I've taken the liberty of converting your program from
C-style indentation and spacing to the standard Lisp style
to make it easier to read.

> (defun doit()
>    ; Loop through a list of primes, determine if the current
>    ; number is prime, add it to the list if it is.
>    (let ((primes '(2 3))) ; Our list of prime numbers so far

There's a serious bug right here, that will cause it die in
many implementations (such as Lucid and Symbolics) which check
for this bug.  This is self-modifying code.  Later, you perform
NCONC on PRIMES, but here you set PRIMES to a constant list.

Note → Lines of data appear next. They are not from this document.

//! Speech output adapter.
//!
//! Reads replies aloud through a platform synthesizer, one utterance at a
//! time. A new utterance always supersedes the one in progress.

use calmline_core::config::VoiceConfig;
use calmline_core::events::StatusEvent;

use crate::error::VoiceError;
use crate::platform::Capability;
use crate::status::StatusSink;

/// A synthesizer voice.
#[derive(Debug, Clone, PartialEq, Eq)]
pub struct Voice {
    pub name: String,
    /// Locale tag, e.g. `en-US`.
    pub lang: String,
}

impl Voice {
    pub fn new(name: impl Into<String>, lang: impl Into<String>) -> Self {
        Self {
            name: name.into(),
            lang: lang.into(),
        }
    }
}

/// Outcome of an utterance, reported by the synthesizer.
#[derive(Debug, Clone, PartialEq, Eq)]
pub enum UtteranceEvent {
    Finished,
    Failed(String),
}

/// A platform text-to-speech engine.
///
/// Implementations must not report events for an utterance that was cancelled.
pub trait SpeechSynthesizer {
    /// Available voices. May be empty until the platform has loaded them.
    fn voices(&self) -> Vec<Voice>;
    /// True when the voice list never changes after construction, so an
    /// empty list is final and need not be asked for again.
    fn voices_fixed(&self) -> bool {
        false
    }
    /// Start speaking `text`. `None` means the platform default voice.
    fn speak(&mut self, text: &str, voice: Option<&Voice>) -> Result<(), VoiceError>;
    fn cancel(&mut self);
    fn poll_event(&mut self) -> Option<UtteranceEvent>;
}

// =============================================================================
// VoiceSelector
// =============================================================================

/// Voice choice policy: preferred name token, then locale prefix, then default.
#[derive(Debug, Clone, PartialEq, Eq)]
pub struct VoiceSelector {
    pub preferred_name: String,
    pub lang_prefix: String,
}

impl VoiceSelector {
    pub fn new(preferred_name: impl Into<String>, lang_prefix: impl Into<String>) -> Self {
        Self {
            preferred_name: preferred_name.into(),
            lang_prefix: lang_prefix.into(),
        }
    }

    pub fn from_config(config: &VoiceConfig) -> Self {
        Self::new(config.preferred_name.clone(), config.lang_prefix.clone())
    }

    /// Pick a voice. `None` means fall back to the platform default.
    ///
    /// An empty token or prefix disables that rule.
    pub fn select<'a>(&self, voices: &'a [Voice]) -> Option<&'a Voice> {
        let by_name = (!self.preferred_name.is_empty())
            .then(|| voices.iter().find(|v| v.name.contains(&self.preferred_name)))
            .flatten();
        by_name.or_else(|| {
            (!self.lang_prefix.is_empty())
                .then(|| voices.iter().find(|v| v.lang.starts_with(&self.lang_prefix)))
                .flatten()
        })
    }
}

// =============================================================================
// SpeechOutput
// =============================================================================

pub struct SpeechOutput<S> {
    synthesizer: Option<S>,
    selector: VoiceSelector,
    /// Chosen once, the first time the voice list is non-empty.
    voice: Option<Voice>,
    voices_resolved: bool,
    speaking: bool,
    status: StatusSink,
}

impl<S: SpeechSynthesizer> SpeechOutput<S> {
    pub fn new(capability: Capability<S>, selector: VoiceSelector, status: StatusSink) -> Self {
        let synthesizer = capability.into_option();
        if synthesizer.is_none() {
            tracing::info!("Speech synthesis unavailable; replies will not be spoken");
        }
        let mut output = Self {
            synthesizer,
            selector,
            voice: None,
            voices_resolved: false,
            speaking: false,
            status,
        };
        output.refresh_voices();
        output
    }

    pub fn is_available(&self) -> bool {
        self.synthesizer.is_some()
    }

    pub fn is_speaking(&self) -> bool {
        self.speaking
    }

    pub fn selected_voice(&self) -> Option<&Voice> {
        self.voice.as_ref()
    }

    /// Resolve the voice choice if the platform has published its voices.
    ///
    /// Runs the selection at most once; later calls are no-ops. A fixed
    /// voice list that comes back empty settles on the platform default.
    pub fn refresh_voices(&mut self) {
        if self.voices_resolved {
            return;
        }
        let Some(synthesizer) = self.synthesizer.as_ref() else {
            return;
        };
        let voices = synthesizer.voices();
        if voices.is_empty() && !synthesizer.voices_fixed() {
            return;
        }

        self.voice = self.selector.select(&voices).cloned();
        self.voices_resolved = true;
        match &self.voice {
            Some(v) => tracing::info!(name = %v.name, lang = %v.lang, "Voice selected"),
            None => tracing::info!(
                available = voices.len(),
                "No matching voice, using platform default"
            ),
        }
        self.status.emit(StatusEvent::VoiceReady);
    }

    /// Speak `text`, cancelling whatever is playing.
    pub fn speak(&mut self, text: &str) {
        if self.synthesizer.is_none() {
            return;
        }
        self.refresh_voices();
        self.interrupt();

        let Some(synthesizer) = self.synthesizer.as_mut() else {
            return;
        };
        match synthesizer.speak(text, self.voice.as_ref()) {
            Ok(()) => {
                self.speaking = true;
                self.status.emit(StatusEvent::SpeakingStarted);
            }
            Err(e) => {
                tracing::warn!("Speech synthesis failed: {}", e);
                self.status.emit(StatusEvent::SpeakingFailed {
                    reason: e.to_string(),
                });
            }
        }
    }

    /// Halt the utterance in progress, if any.
    pub fn interrupt(&mut self) {
        if !self.speaking {
            return;
        }
        if let Some(synthesizer) = self.synthesizer.as_mut() {
            synthesizer.cancel();
        }
        self.speaking = false;
        self.status.emit(StatusEvent::SpeakingEnded);
    }

    /// Drain synthesizer events into status transitions.
    pub fn poll(&mut self) {
        let Some(synthesizer) = self.synthesizer.as_mut() else {
            return;
        };
        while let Some(event) = synthesizer.poll_event() {
            if !self.speaking {
                continue;
            }
            self.speaking = false;
            match event {
                UtteranceEvent::Finished => self.status.emit(StatusEvent::SpeakingEnded),
                UtteranceEvent::Failed(reason) => {
                    tracing::warn!("Utterance failed: {}", reason);
                    self.status.emit(StatusEvent::SpeakingFailed { reason });
                }
            }
        }
    }
}

// =============================================================================
// Tests
// =============================================================================

#[cfg(test)]
mod tests {
    use super::*;
    use std::cell::Cell;
    use std::collections::VecDeque;

    #[derive(Default)]
    struct RecordingSynth {
        voices: Vec<Voice>,
        fixed: bool,
        listings: Cell<usize>,
        spoken: Vec<(String, Option<String>)>,
        cancels: usize,
        fail_next: bool,
        events: VecDeque<UtteranceEvent>,
    }

    impl SpeechSynthesizer for RecordingSynth {
        fn voices(&self) -> Vec<Voice> {
            self.listings.set(self.listings.get() + 1);
            self.voices.clone()
        }

        fn voices_fixed(&self) -> bool {
            self.fixed
        }

        fn speak(&mut self, text: &str, voice: Option<&Voice>) -> Result<(), VoiceError> {
            if std::mem::take(&mut self.fail_next) {
                return Err(VoiceError::Platform("audio device busy".to_string()));
            }
            self.spoken
                .push((text.to_string(), voice.map(|v| v.name.clone())));
            Ok(())
        }

        fn cancel(&mut self) {
            self.cancels += 1;
        }

        fn poll_event(&mut self) -> Option<UtteranceEvent> {
            self.events.pop_front()
        }
    }

    fn voices() -> Vec<Voice> {
        vec![
            Voice::new("Thomas", "fr-FR"),
            Voice::new("Karen", "en-AU"),
            Voice::new("Samantha", "en-US"),
        ]
    }

    fn output(synth: RecordingSynth) -> (SpeechOutput<RecordingSynth>, StatusSink) {
        let status = StatusSink::new();
        let out = SpeechOutput::new(
            Capability::Available(synth),
            VoiceSelector::new("Samantha", "en"),
            status.clone(),
        );
        (out, status)
    }

    fn synth(out: &mut SpeechOutput<RecordingSynth>) -> &mut RecordingSynth {
        out.synthesizer.as_mut().unwrap()
    }

    // ---- VoiceSelector ----

    #[test]
    fn test_select_prefers_name_token() {
        let v = voices();
        let chosen = VoiceSelector::new("Samantha", "en").select(&v).unwrap();
        assert_eq!(chosen.name, "Samantha");
    }

    #[test]
    fn test_select_falls_back_to_lang_prefix() {
        let v = voices();
        let chosen = VoiceSelector::new("Alex", "en").select(&v).unwrap();
        assert_eq!(chosen.name, "Karen");
    }

    #[test]
    fn test_select_falls_back_to_default() {
        let v = voices();
        assert!(VoiceSelector::new("Alex", "de").select(&v).is_none());
        assert!(VoiceSelector::new("Samantha", "en").select(&[]).is_none());
    }

    #[test]
    fn test_select_name_token_is_substring() {
        let v = vec![Voice::new("Google US English", "en-US")];
        let chosen = VoiceSelector::new("Google", "fr").select(&v).unwrap();
        assert_eq!(chosen.lang, "en-US");
    }

    #[test]
    fn test_select_empty_rules_are_skipped() {
        let v = voices();
        assert_eq!(VoiceSelector::new("", "en").select(&v).unwrap().name, "Karen");
        assert!(VoiceSelector::new("", "").select(&v).is_none());
    }

    #[test]
    fn test_selector_from_config() {
        let selector = VoiceSelector::from_config(&VoiceConfig::default());
        assert_eq!(selector, VoiceSelector::new("Samantha", "en"));
    }

    // ---- Voice caching ----

    #[test]
    fn test_voice_selected_at_construction_when_listed() {
        let (out, status) = output(RecordingSynth {
            voices: voices(),
            ..Default::default()
        });
        assert_eq!(out.selected_voice().unwrap().name, "Samantha");
        assert!(status.current().voice_ready);
    }

    #[test]
    fn test_voice_resolved_once_voices_arrive() {
        let (mut out, status) = output(RecordingSynth::default());
        assert!(out.selected_voice().is_none());
        assert!(!status.current().voice_ready);

        synth(&mut out).voices = voices();
        out.speak("hello");
        assert_eq!(out.selected_voice().unwrap().name, "Samantha");
        assert_eq!(
            synth(&mut out).spoken,
            vec![("hello".to_string(), Some("Samantha".to_string()))]
        );
        assert!(status.current().voice_ready);
    }

    #[test]
    fn test_empty_fixed_voice_list_listed_once() {
        let (mut out, status) = output(RecordingSynth {
            fixed: true,
            ..Default::default()
        });
        assert!(status.current().voice_ready);

        out.speak("hello");
        out.speak("again");
        let synth = synth(&mut out);
        assert_eq!(synth.listings.get(), 1);
        assert_eq!(synth.spoken[1], ("again".to_string(), None));
    }

    #[test]
    fn test_empty_changing_voice_list_is_retried() {
        let (mut out, _) = output(RecordingSynth::default());
        out.speak("hello");
        assert_eq!(synth(&mut out).listings.get(), 2);
    }

    #[test]
    fn test_voice_choice_is_cached() {
        let (mut out, _) = output(RecordingSynth {
            voices: voices(),
            ..Default::default()
        });
        synth(&mut out).voices = vec![Voice::new("Samantha Enhanced", "en-US")];
        out.refresh_voices();
        assert_eq!(out.selected_voice().unwrap().name, "Samantha");
    }

    // ---- Speaking ----

    #[test]
    fn test_unavailable_speak_is_no_op() {
        let status = StatusSink::new();
        let mut out: SpeechOutput<RecordingSynth> = SpeechOutput::new(
            Capability::Unavailable,
            VoiceSelector::new("Samantha", "en"),
            status.clone(),
        );
        out.speak("hello");
        out.interrupt();
        out.poll();
        assert!(!out.is_available());
        assert!(!status.current().speaking);
    }

    #[test]
    fn test_new_utterance_cancels_previous() {
        let (mut out, status) = output(RecordingSynth::default());
        out.speak("first");
        out.speak("second");
        assert_eq!(synth(&mut out).cancels, 1);
        assert_eq!(synth(&mut out).spoken.len(), 2);
        assert!(status.current().speaking);
    }

    #[test]
    fn test_interrupt_halts_playback() {
        let (mut out, status) = output(RecordingSynth::default());
        out.speak("hello");
        out.interrupt();
        assert!(!out.is_speaking());
        assert!(!status.current().speaking);
        assert_eq!(synth(&mut out).cancels, 1);

        out.interrupt();
        assert_eq!(synth(&mut out).cancels, 1);
    }

    #[test]
    fn test_finished_event_clears_speaking() {
        let (mut out, status) = output(RecordingSynth::default());
        out.speak("hello");
        synth(&mut out).events.push_back(UtteranceEvent::Finished);
        out.poll();
        assert!(!out.is_speaking());
        assert!(!status.current().speaking);
    }

    #[test]
    fn test_failed_event_clears_speaking() {
        let (mut out, status) = output(RecordingSynth::default());
        out.speak("hello");
        synth(&mut out)
            .events
            .push_back(UtteranceEvent::Failed("interrupted".to_string()));
        out.poll();
        assert!(!status.current().speaking);
    }

    #[test]
    fn test_speak_error_reports_failure() {
        let (mut out, status) = output(RecordingSynth {
            fail_next: true,
            ..Default::default()
        });
        out.speak("hello");
        assert!(!out.is_speaking());
        assert!(!status.current().speaking);

        out.speak("again");
        assert!(out.is_speaking());
    }
}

If it didn't die for you on Allegro, it certainly would have run
much more slowly on each successive trial, as the "constant" list
gets longer and longer.


>      (declare (type list primes))
>      (do ((current 5 (setq current (+ current 2)))); Our counter

The SETQ is completely redundant, and possibly time-wasting.
That is, you should write:

(do ((current 5 (+ current 2))) ...)

In other words, first you SETQ CURRENT to a value, and then
DO takes the return value from that (the value you set CURRENT
to), and sets CURRENT to it.

I removed it before doing my timing tests, to avoid confusion.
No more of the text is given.